(Data records)
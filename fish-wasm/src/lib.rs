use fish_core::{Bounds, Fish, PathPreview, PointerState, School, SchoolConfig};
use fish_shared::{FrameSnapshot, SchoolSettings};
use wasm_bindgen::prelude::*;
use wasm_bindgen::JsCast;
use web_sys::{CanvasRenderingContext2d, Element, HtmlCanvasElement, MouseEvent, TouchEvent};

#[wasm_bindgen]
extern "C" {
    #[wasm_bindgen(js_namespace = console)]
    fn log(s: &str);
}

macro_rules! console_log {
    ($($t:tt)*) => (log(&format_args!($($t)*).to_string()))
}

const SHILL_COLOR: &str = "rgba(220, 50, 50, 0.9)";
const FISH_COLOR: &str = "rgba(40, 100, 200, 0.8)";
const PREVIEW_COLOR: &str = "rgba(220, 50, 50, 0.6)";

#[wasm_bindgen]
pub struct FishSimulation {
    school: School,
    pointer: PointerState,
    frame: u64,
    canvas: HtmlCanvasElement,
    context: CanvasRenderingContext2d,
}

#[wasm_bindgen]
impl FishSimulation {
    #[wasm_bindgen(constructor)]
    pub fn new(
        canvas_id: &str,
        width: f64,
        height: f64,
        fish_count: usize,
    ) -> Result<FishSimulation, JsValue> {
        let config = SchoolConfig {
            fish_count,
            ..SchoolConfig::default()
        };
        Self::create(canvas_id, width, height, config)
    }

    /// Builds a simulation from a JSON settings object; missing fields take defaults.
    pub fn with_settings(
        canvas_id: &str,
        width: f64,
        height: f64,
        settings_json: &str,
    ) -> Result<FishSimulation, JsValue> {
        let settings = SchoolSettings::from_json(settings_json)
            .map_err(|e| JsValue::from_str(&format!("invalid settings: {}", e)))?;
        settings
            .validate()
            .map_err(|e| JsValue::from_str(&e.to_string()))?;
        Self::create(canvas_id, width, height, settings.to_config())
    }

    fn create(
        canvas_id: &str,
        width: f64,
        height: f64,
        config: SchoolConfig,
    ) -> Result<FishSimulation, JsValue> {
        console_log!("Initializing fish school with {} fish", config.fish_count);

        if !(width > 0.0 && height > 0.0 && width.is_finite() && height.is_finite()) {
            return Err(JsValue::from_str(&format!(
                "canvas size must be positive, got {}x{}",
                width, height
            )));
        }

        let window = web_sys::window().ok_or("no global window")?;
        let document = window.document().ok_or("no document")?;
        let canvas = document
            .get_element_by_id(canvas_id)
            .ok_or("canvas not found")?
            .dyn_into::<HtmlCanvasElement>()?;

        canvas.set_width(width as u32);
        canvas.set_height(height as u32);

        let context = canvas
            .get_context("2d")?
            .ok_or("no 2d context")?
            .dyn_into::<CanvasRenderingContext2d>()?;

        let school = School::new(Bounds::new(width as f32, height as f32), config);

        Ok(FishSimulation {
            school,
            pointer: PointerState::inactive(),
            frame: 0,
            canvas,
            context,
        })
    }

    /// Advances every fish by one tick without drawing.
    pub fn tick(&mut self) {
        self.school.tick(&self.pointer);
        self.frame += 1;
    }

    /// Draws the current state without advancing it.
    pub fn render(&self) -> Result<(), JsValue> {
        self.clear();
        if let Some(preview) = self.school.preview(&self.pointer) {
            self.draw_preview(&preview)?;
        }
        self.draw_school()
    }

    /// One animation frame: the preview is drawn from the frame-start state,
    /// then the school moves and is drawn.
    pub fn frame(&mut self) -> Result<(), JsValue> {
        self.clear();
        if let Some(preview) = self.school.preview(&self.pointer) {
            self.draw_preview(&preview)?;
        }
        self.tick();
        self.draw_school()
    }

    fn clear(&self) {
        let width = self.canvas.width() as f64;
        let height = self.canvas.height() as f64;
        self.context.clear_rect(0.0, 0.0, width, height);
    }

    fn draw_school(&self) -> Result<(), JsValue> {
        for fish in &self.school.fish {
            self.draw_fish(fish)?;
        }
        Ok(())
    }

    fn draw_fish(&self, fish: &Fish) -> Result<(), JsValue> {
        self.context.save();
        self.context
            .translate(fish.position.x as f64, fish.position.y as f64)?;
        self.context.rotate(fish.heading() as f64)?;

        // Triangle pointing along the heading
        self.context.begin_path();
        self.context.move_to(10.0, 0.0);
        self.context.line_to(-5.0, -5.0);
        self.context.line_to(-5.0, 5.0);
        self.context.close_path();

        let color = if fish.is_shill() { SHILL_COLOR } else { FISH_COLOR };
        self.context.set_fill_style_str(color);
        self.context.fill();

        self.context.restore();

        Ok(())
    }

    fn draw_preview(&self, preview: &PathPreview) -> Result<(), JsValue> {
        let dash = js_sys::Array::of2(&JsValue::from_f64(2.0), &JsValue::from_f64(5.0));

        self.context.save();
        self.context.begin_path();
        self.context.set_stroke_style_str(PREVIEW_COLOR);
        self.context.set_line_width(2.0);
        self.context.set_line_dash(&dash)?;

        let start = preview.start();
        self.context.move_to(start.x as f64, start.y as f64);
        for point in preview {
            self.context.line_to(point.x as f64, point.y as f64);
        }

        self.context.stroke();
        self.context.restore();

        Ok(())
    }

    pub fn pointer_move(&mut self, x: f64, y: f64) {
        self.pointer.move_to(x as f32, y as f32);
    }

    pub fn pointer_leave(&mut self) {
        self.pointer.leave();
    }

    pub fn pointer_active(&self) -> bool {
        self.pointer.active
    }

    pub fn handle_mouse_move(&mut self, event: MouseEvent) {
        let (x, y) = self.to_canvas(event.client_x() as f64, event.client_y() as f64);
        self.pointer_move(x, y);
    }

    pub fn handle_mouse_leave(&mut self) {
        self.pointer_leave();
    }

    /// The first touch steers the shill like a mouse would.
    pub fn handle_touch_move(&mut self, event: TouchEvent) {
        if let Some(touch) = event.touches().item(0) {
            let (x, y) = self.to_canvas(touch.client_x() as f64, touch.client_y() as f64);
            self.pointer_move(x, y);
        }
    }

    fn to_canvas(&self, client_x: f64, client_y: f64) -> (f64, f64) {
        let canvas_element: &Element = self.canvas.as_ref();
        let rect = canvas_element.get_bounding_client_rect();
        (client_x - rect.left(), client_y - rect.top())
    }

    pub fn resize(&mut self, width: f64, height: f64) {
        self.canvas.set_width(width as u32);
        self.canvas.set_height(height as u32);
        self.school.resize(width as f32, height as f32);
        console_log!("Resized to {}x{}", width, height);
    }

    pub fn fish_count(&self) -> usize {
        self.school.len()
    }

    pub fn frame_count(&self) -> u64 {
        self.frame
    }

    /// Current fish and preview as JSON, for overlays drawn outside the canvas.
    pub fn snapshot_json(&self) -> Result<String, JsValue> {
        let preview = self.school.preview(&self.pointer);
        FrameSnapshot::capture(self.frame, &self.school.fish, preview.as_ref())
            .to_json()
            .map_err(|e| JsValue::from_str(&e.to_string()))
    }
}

==

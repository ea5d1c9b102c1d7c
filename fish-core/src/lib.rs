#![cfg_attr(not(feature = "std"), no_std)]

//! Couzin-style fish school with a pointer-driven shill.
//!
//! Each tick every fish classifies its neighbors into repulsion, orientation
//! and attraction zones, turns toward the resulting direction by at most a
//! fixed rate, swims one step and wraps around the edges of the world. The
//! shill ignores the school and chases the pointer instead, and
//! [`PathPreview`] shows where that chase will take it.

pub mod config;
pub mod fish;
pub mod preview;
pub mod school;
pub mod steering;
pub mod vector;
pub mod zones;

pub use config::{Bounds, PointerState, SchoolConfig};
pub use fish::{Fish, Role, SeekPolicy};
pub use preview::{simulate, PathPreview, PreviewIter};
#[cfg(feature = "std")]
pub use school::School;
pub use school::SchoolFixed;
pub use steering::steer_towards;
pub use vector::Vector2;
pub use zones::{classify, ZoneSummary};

--- Activity ---
Copy the lines of the entries above that mention "SchoolSettings".

--- Completed exercise ---
use fish_shared::{FrameSnapshot, SchoolSettings};
        let settings = SchoolSettings::from_json(settings_json)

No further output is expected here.